How Army Buried Abuses During Mexico's War on Dissent

Mexico's Dirty War in Guerrero saw army abuses reign supreme: disappearances, torture, rape. Brave voices, like Pompeya Muñoz Rentería, dared to break silence, exposing atrocities despite fear and government impunity. Their stories, unearthed from archives.

How Army Buried Abuses During Mexico's War on Dissent
Mexican army during training. AGN, Hermanos Mayo Photographic Archive, Concentrates, Second Part, envelope 551. Credit: AGN

The Mexican Army was one of the State institutions involved in the repressive actions that characterized the so-called Dirty War, which, among other groups and organizations, fought the guerrilla groups established in various states of the republic. Guerrero was one of the highest points where this persecution occurred: at the beginning of the 1970s the army deployed about a third of its forces to combat the movement of Genaro Vázquez and Lucio Cabañas.

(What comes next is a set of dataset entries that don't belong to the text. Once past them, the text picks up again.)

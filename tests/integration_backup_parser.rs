//! End-to-end integration tests: backup text through parsing, querying and
//! report assembly to the serialized report map.

use diaguard_processor::{
    BackupParser, NumericField, ParserConfig, ReportBuilder, ReportConfig,
};

/// A week of diary data with foods, measurements, tags and noise lines
fn weekly_backup() -> String {
    let mut lines: Vec<String> = vec![
        "meta;\"1\";\"4.3.1\"".to_string(),
        "food;\"Apple\";\"\";\"fruit\";\"14\"".to_string(),
        "food;\"Bread\";\"\";\"bakery\";\"49\"".to_string(),
    ];

    for day in 1..=7 {
        lines.push(format!("entry;\"2024-05-{:02} 08:00:00\";\"\"", day));
        lines.push(format!("measurement;\"bloodsugar\";\"{}\"", 90 + day * 5));
        lines.push("measurement;\"insulin\";\"4\";\"1\";\"16\"".to_string());
        lines.push("foodEaten;\"Bread\";\"80\"".to_string());
        lines.push("entryTag;\"breakfast\"".to_string());

        lines.push(format!("entry;\"2024-05-{:02} 20:00:00\";\"dinner\"", day));
        lines.push(format!("measurement;\"bloodsugar\";\"{}\"", 150 + day * 10));
        lines.push("foodEaten;\"Apple\";\"150\"".to_string());
    }

    lines.join("\n")
}

#[test]
fn test_full_pipeline_from_backup_to_report() {
    let parser = BackupParser::new(ParserConfig::default());
    let result = parser.parse_str(&weekly_backup()).unwrap();

    assert_eq!(result.record_set.len(), 14);
    assert_eq!(result.catalog.len(), 2);
    assert!(result.stats.errors.is_empty());

    let report = ReportBuilder::new(&result.record_set, ReportConfig::default()).build();

    assert_eq!(report.entry_count, 14);
    assert!(report.hba1c.is_some());
    // evening readings reach the 180 bound on day 3 and climb from there
    assert_eq!(report.time_above_range, 5);
    assert_eq!(report.time_in_range, 9);
    assert_eq!(report.time_below_range, 0);
    assert_eq!(report.mean_entries_per_day, Some(2.0));
    // fast insulin is 5 every morning, 0 every evening
    assert_eq!(report.mean_fast_insulin_per_day, Some(5.0));
    assert_eq!(report.std_fast_insulin_per_day, Some(0.0));
}

#[test]
fn test_report_serializes_with_expected_keys() {
    let parser = BackupParser::new(ParserConfig::default());
    let result = parser.parse_str(&weekly_backup()).unwrap();
    let report = ReportBuilder::new(&result.record_set, ReportConfig::default()).build();

    let value = serde_json::to_value(&report).unwrap();
    let map = value.as_object().unwrap();

    for key in [
        "hba1c",
        "time_in_range",
        "time_below_range",
        "time_above_range",
        "entry_count",
        "mean_entries_per_day",
        "std_entries_per_day",
        "mean_fast_insulin_per_day",
        "std_fast_insulin_per_day",
        "glucose_by_hour",
        "time_in_range_by_hour",
        "time_below_range_by_hour",
        "time_above_range_by_hour",
        "entries",
    ] {
        assert!(map.contains_key(key), "report is missing key '{}'", key);
    }

    assert_eq!(map["glucose_by_hour"].as_array().unwrap().len(), 24);
    assert_eq!(map["time_in_range_by_hour"].as_array().unwrap().len(), 24);
}

#[test]
fn test_empty_backup_produces_null_statistics_not_errors() {
    let parser = BackupParser::new(ParserConfig::default());
    let result = parser.parse_str("").unwrap();
    let report = ReportBuilder::new(&result.record_set, ReportConfig::default()).build();

    let value = serde_json::to_value(&report).unwrap();
    assert!(value["hba1c"].is_null());
    assert!(value["mean_entries_per_day"].is_null());
    assert_eq!(value["entry_count"], 0);
    assert_eq!(value["glucose_by_hour"].as_array().unwrap().len(), 24);
}

#[test]
fn test_query_pipeline_over_parsed_backup() {
    let parser = BackupParser::new(ParserConfig::default());
    let result = parser.parse_str(&weekly_backup()).unwrap();

    // tagged morning entries with glucose in the target band
    let view = result
        .record_set
        .view()
        .with_tags(&["breakfast"], false)
        .range(NumericField::Glucose, 70.0, 180.0);

    assert_eq!(view.len(), 7);
    for entry in view.iter() {
        assert_eq!(entry.hour(), 8);
        assert_eq!(entry.meal.get("bread"), Some(&39.2)); // 80g x 49/100
    }
}

#[test]
fn test_lenient_and_strict_disagree_on_damaged_backup() {
    let mut damaged = weekly_backup();
    damaged.push_str("\nentry;\"2024-05-08 08:00:00\";\"\"\nfoodEaten;\"cake\";\"100\"\n");

    let lenient = BackupParser::new(ParserConfig::default())
        .parse_str(&damaged)
        .unwrap();
    assert_eq!(lenient.record_set.len(), 14);
    assert_eq!(lenient.stats.entries_skipped, 1);

    let strict = BackupParser::new(ParserConfig::new().with_strict()).parse_str(&damaged);
    assert!(strict.is_err());
}
//! Tests for the statistics engine

pub mod aggregates_tests;
pub mod engine_tests;

use chrono::NaiveDate;

use crate::app::models::Entry;
use crate::app::services::query::RecordSet;

/// Entry on 2024-06-`day` at `hour`:00
pub fn entry_at(day: u32, hour: u32) -> Entry {
    let timestamp = NaiveDate::from_ymd_opt(2024, 6, day)
        .unwrap()
        .and_hms_opt(hour, 0, 0)
        .unwrap();
    Entry::new(timestamp, "")
}

/// Entry with a glucose reading
pub fn glucose_entry(day: u32, hour: u32, glucose: i32) -> Entry {
    let mut entry = entry_at(day, hour);
    entry.glucose = Some(glucose);
    entry
}

/// Entry with an insulin measurement
pub fn insulin_entry(day: u32, hour: u32, bolus: i32, correction: i32, basal: i32) -> Entry {
    let mut entry = entry_at(day, hour);
    entry.bolus_insulin = bolus;
    entry.correction_insulin = correction;
    entry.basal_insulin = basal;
    entry
}

/// Record set from a list of entries
pub fn record_set(entries: Vec<Entry>) -> RecordSet {
    RecordSet::new(entries)
}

During the period in which the military forces were deployed in that entity, various operations were carried out with the aim of capturing the guerrilla leaders, and. In this process, some soldiers and military leaders were involved in cases of arbitrary detentions, forced disappearances, extrajudicial executions and human rights violations, acts that were denounced by their victims, despite the fear and risk they ran by denouncing the bad actions of who were supposed to provide security.